» Task to complete
All entries below are to be set down again, identical to the source.

[[ Material shown open ]]

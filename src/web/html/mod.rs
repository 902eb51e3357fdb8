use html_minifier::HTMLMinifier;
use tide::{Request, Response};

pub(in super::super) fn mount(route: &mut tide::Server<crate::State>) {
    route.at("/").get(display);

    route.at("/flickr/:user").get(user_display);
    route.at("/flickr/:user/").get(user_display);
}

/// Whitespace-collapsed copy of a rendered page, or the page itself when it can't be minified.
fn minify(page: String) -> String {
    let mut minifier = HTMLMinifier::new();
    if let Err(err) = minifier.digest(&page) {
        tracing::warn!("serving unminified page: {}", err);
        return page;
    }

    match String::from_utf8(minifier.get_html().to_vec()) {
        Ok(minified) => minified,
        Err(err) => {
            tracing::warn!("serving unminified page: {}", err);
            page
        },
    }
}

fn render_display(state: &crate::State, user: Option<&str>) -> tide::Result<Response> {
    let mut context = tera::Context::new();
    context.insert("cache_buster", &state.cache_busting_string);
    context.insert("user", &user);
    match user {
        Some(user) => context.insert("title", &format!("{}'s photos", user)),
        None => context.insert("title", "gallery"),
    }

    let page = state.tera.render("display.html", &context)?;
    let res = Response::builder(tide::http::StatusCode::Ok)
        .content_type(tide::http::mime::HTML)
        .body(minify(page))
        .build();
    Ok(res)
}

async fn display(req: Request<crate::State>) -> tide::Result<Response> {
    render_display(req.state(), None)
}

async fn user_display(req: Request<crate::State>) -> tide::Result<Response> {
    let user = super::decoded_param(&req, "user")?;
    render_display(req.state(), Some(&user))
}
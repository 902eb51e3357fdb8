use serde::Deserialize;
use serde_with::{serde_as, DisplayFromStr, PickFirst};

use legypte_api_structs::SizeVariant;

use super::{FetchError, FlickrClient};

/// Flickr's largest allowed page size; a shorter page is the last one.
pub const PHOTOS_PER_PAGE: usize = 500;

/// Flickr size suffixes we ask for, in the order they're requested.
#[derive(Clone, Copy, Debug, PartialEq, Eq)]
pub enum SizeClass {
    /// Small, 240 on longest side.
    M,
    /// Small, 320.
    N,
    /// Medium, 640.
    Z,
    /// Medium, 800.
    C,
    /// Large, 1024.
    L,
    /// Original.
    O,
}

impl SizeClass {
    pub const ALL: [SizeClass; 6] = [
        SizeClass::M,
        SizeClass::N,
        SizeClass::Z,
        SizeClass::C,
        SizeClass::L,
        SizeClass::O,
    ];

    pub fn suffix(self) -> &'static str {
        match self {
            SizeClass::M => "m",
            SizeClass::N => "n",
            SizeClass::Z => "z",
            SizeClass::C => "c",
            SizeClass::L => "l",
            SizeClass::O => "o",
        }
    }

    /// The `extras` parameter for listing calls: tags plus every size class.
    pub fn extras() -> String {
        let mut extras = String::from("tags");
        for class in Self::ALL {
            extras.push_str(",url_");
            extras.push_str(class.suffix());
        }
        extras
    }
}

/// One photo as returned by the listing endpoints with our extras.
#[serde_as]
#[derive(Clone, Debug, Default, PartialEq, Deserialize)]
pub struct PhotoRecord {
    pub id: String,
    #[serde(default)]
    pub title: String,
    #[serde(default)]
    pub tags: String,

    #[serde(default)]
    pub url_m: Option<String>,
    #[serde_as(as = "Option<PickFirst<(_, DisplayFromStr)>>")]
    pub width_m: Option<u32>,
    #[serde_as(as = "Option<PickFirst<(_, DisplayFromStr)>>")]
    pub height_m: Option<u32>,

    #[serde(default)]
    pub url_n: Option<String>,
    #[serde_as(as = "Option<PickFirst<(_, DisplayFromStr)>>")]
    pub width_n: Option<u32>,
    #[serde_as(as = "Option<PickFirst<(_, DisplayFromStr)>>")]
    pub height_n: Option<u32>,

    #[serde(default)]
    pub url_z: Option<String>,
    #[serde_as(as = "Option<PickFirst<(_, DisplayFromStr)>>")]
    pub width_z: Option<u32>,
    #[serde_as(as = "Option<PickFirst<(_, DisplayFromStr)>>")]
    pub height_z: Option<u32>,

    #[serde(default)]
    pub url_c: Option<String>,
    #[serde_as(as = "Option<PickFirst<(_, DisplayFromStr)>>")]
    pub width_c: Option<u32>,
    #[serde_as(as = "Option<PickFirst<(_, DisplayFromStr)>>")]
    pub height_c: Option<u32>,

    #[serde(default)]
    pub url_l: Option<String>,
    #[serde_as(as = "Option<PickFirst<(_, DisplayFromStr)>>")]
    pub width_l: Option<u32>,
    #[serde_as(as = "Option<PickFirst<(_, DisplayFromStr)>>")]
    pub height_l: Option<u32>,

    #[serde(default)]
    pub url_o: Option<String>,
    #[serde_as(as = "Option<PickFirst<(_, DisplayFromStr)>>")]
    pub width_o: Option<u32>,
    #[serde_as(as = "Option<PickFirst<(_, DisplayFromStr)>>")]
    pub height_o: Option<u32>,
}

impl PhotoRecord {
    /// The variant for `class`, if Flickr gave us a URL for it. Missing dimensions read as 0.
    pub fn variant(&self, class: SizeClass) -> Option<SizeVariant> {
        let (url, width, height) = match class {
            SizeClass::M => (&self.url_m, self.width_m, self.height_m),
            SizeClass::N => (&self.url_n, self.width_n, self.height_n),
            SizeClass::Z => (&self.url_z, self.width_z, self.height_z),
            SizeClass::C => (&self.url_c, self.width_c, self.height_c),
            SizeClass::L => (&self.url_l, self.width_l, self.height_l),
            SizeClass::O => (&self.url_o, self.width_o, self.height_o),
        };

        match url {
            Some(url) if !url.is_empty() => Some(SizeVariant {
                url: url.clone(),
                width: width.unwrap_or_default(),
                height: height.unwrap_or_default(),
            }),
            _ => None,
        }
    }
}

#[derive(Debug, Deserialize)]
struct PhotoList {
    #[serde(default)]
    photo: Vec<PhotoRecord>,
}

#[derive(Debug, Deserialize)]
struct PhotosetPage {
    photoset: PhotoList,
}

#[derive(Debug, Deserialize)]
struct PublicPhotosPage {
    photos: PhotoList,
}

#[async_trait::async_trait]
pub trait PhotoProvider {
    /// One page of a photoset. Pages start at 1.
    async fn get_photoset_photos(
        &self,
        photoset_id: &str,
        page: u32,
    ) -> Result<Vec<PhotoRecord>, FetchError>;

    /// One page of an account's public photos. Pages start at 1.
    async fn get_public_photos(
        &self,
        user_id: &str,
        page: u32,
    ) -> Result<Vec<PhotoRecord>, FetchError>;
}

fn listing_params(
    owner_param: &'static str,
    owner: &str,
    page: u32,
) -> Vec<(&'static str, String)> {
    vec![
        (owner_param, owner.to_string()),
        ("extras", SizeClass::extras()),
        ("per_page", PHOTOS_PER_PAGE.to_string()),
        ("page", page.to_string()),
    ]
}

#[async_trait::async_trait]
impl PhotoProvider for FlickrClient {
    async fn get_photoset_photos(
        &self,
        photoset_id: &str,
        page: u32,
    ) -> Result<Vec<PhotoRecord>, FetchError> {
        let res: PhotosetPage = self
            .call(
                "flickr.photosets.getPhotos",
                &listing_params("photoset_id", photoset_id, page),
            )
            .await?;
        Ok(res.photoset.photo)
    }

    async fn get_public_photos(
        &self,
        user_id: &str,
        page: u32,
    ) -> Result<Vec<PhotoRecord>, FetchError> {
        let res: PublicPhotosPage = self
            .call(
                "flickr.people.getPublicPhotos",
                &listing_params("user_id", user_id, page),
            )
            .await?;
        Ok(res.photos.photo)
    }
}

[[ Material shown closed ]]

» Result of the exercise
filename src/web/html/mod.rs
repository 902eb51e3357fdb8
use html_minifier::HTMLMinifier;
use tide::{Request, Response};

pub(in super::super) fn mount(route: &mut tide::Server<crate::State>) {
    route.at("/").get(display);

    route.at("/flickr/:user").get(user_display);
    route.at("/flickr/:user/").get(user_display);
}

/// Whitespace-collapsed copy of a rendered page, or the page itself when it can't be minified.
fn minify(page: String) -> String {
    let mut minifier = HTMLMinifier::new();
    if let Err(err) = minifier.digest(&page) {
        tracing::warn!("serving unminified page: {}", err);
        return page;
    }

    match String::from_utf8(minifier.get_html().to_vec()) {
        Ok(minified) => minified,
        Err(err) => {
            tracing::warn!("serving unminified page: {}", err);
            page
        },
    }
}

fn render_display(state: &crate::State, user: Option<&str>) -> tide::Result<Response> {
    let mut context = tera::Context::new();
    context.insert("cache_buster", &state.cache_busting_string);
    context.insert("user", &user);
    match user {
        Some(user) => context.insert("title", &format!("{}'s photos", user)),
        None => context.insert("title", "gallery"),
    }

    let page = state.tera.render("display.html", &context)?;
    let res = Response::builder(tide::http::StatusCode::Ok)
        .content_type(tide::http::mime::HTML)
        .body(minify(page))
        .build();
    Ok(res)
}

async fn display(req: Request<crate::State>) -> tide::Result<Response> {
    render_display(req.state(), None)
}

async fn user_display(req: Request<crate::State>) -> tide::Result<Response> {
    let user = super::decoded_param(&req, "user")?;
    render_display(req.state(), Some(&user))
}
repository 902eb51e3357fdb8
use serde::Deserialize;
use serde_with::{serde_as, DisplayFromStr, PickFirst};

use legypte_api_structs::SizeVariant;

use super::{FetchError, FlickrClient};

/// Flickr's largest allowed page size; a shorter page is the last one.
pub const PHOTOS_PER_PAGE: usize = 500;

/// Flickr size suffixes we ask for, in the order they're requested.
#[derive(Clone, Copy, Debug, PartialEq, Eq)]
pub enum SizeClass {
    /// Small, 240 on longest side.
    M,
    /// Small, 320.
    N,
    /// Medium, 640.
    Z,
    /// Medium, 800.
    C,
    /// Large, 1024.
    L,
    /// Original.
    O,
}

impl SizeClass {
    pub const ALL: [SizeClass; 6] = [
        SizeClass::M,
        SizeClass::N,
        SizeClass::Z,
        SizeClass::C,
        SizeClass::L,
        SizeClass::O,
    ];

    pub fn suffix(self) -> &'static str {
        match self {
            SizeClass::M => "m",
            SizeClass::N => "n",
            SizeClass::Z => "z",
            SizeClass::C => "c",
            SizeClass::L => "l",
            SizeClass::O => "o",
        }
    }

    /// The `extras` parameter for listing calls: tags plus every size class.
    pub fn extras() -> String {
        let mut extras = String::from("tags");
        for class in Self::ALL {
            extras.push_str(",url_");
            extras.push_str(class.suffix());
        }
        extras
    }
}

/// One photo as returned by the listing endpoints with our extras.
#[serde_as]
#[derive(Clone, Debug, Default, PartialEq, Deserialize)]
pub struct PhotoRecord {
    pub id: String,
    #[serde(default)]
    pub title: String,
    #[serde(default)]
    pub tags: String,

    #[serde(default)]
    pub url_m: Option<String>,
    #[serde_as(as = "Option<PickFirst<(_, DisplayFromStr)>>")]
    pub width_m: Option<u32>,
    #[serde_as(as = "Option<PickFirst<(_, DisplayFromStr)>>")]
    pub height_m: Option<u32>,

    #[serde(default)]
    pub url_n: Option<String>,
    #[serde_as(as = "Option<PickFirst<(_, DisplayFromStr)>>")]
    pub width_n: Option<u32>,
    #[serde_as(as = "Option<PickFirst<(_, DisplayFromStr)>>")]
    pub height_n: Option<u32>,

    #[serde(default)]
    pub url_z: Option<String>,
    #[serde_as(as = "Option<PickFirst<(_, DisplayFromStr)>>")]
    pub width_z: Option<u32>,
    #[serde_as(as = "Option<PickFirst<(_, DisplayFromStr)>>")]
    pub height_z: Option<u32>,

    #[serde(default)]
    pub url_c: Option<String>,
    #[serde_as(as = "Option<PickFirst<(_, DisplayFromStr)>>")]
    pub width_c: Option<u32>,
    #[serde_as(as = "Option<PickFirst<(_, DisplayFromStr)>>")]
    pub height_c: Option<u32>,

    #[serde(default)]
    pub url_l: Option<String>,
    #[serde_as(as = "Option<PickFirst<(_, DisplayFromStr)>>")]
    pub width_l: Option<u32>,
    #[serde_as(as = "Option<PickFirst<(_, DisplayFromStr)>>")]
    pub height_l: Option<u32>,

    #[serde(default)]
    pub url_o: Option<String>,
    #[serde_as(as = "Option<PickFirst<(_, DisplayFromStr)>>")]
    pub width_o: Option<u32>,
    #[serde_as(as = "Option<PickFirst<(_, DisplayFromStr)>>")]
    pub height_o: Option<u32>,
}

impl PhotoRecord {
    /// The variant for `class`, if Flickr gave us a URL for it. Missing dimensions read as 0.
    pub fn variant(&self, class: SizeClass) -> Option<SizeVariant> {
        let (url, width, height) = match class {
            SizeClass::M => (&self.url_m, self.width_m, self.height_m),
            SizeClass::N => (&self.url_n, self.width_n, self.height_n),
            SizeClass::Z => (&self.url_z, self.width_z, self.height_z),
            SizeClass::C => (&self.url_c, self.width_c, self.height_c),
            SizeClass::L => (&self.url_l, self.width_l, self.height_l),
            SizeClass::O => (&self.url_o, self.width_o, self.height_o),
        };

        match url {
            Some(url) if !url.is_empty() => Some(SizeVariant {
                url: url.clone(),
                width: width.unwrap_or_default(),
                height: height.unwrap_or_default(),
            }),
            _ => None,
        }
    }
}

#[derive(Debug, Deserialize)]
struct PhotoList {
    #[serde(default)]
    photo: Vec<PhotoRecord>,
}

#[derive(Debug, Deserialize)]
struct PhotosetPage {
    photoset: PhotoList,
}

#[derive(Debug, Deserialize)]
struct PublicPhotosPage {
    photos: PhotoList,
}

#[async_trait::async_trait]
pub trait PhotoProvider {
    /// One page of a photoset. Pages start at 1.
    async fn get_photoset_photos(
        &self,
        photoset_id: &str,
        page: u32,
    ) -> Result<Vec<PhotoRecord>, FetchError>;

    /// One page of an account's public photos. Pages start at 1.
    async fn get_public_photos(
        &self,
        user_id: &str,
        page: u32,
    ) -> Result<Vec<PhotoRecord>, FetchError>;
}

fn listing_params(
    owner_param: &'static str,
    owner: &str,
    page: u32,
) -> Vec<(&'static str, String)> {
    vec![
        (owner_param, owner.to_string()),
        ("extras", SizeClass::extras()),
        ("per_page", PHOTOS_PER_PAGE.to_string()),
        ("page", page.to_string()),
    ]
}

#[async_trait::async_trait]
impl PhotoProvider for FlickrClient {
    async fn get_photoset_photos(
        &self,
        photoset_id: &str,
        page: u32,
    ) -> Result<Vec<PhotoRecord>, FetchError> {
        let res: PhotosetPage = self
            .call(
                "flickr.photosets.getPhotos",
                &listing_params("photoset_id", photoset_id, page),
            )
            .await?;
        Ok(res.photoset.photo)
    }

    async fn get_public_photos(
        &self,
        user_id: &str,
        page: u32,
    ) -> Result<Vec<PhotoRecord>, FetchError> {
        let res: PublicPhotosPage = self
            .call(
                "flickr.people.getPublicPhotos",
                &listing_params("user_id", user_id, page),
            )
            .await?;
        Ok(res.photos.photo)
    }
}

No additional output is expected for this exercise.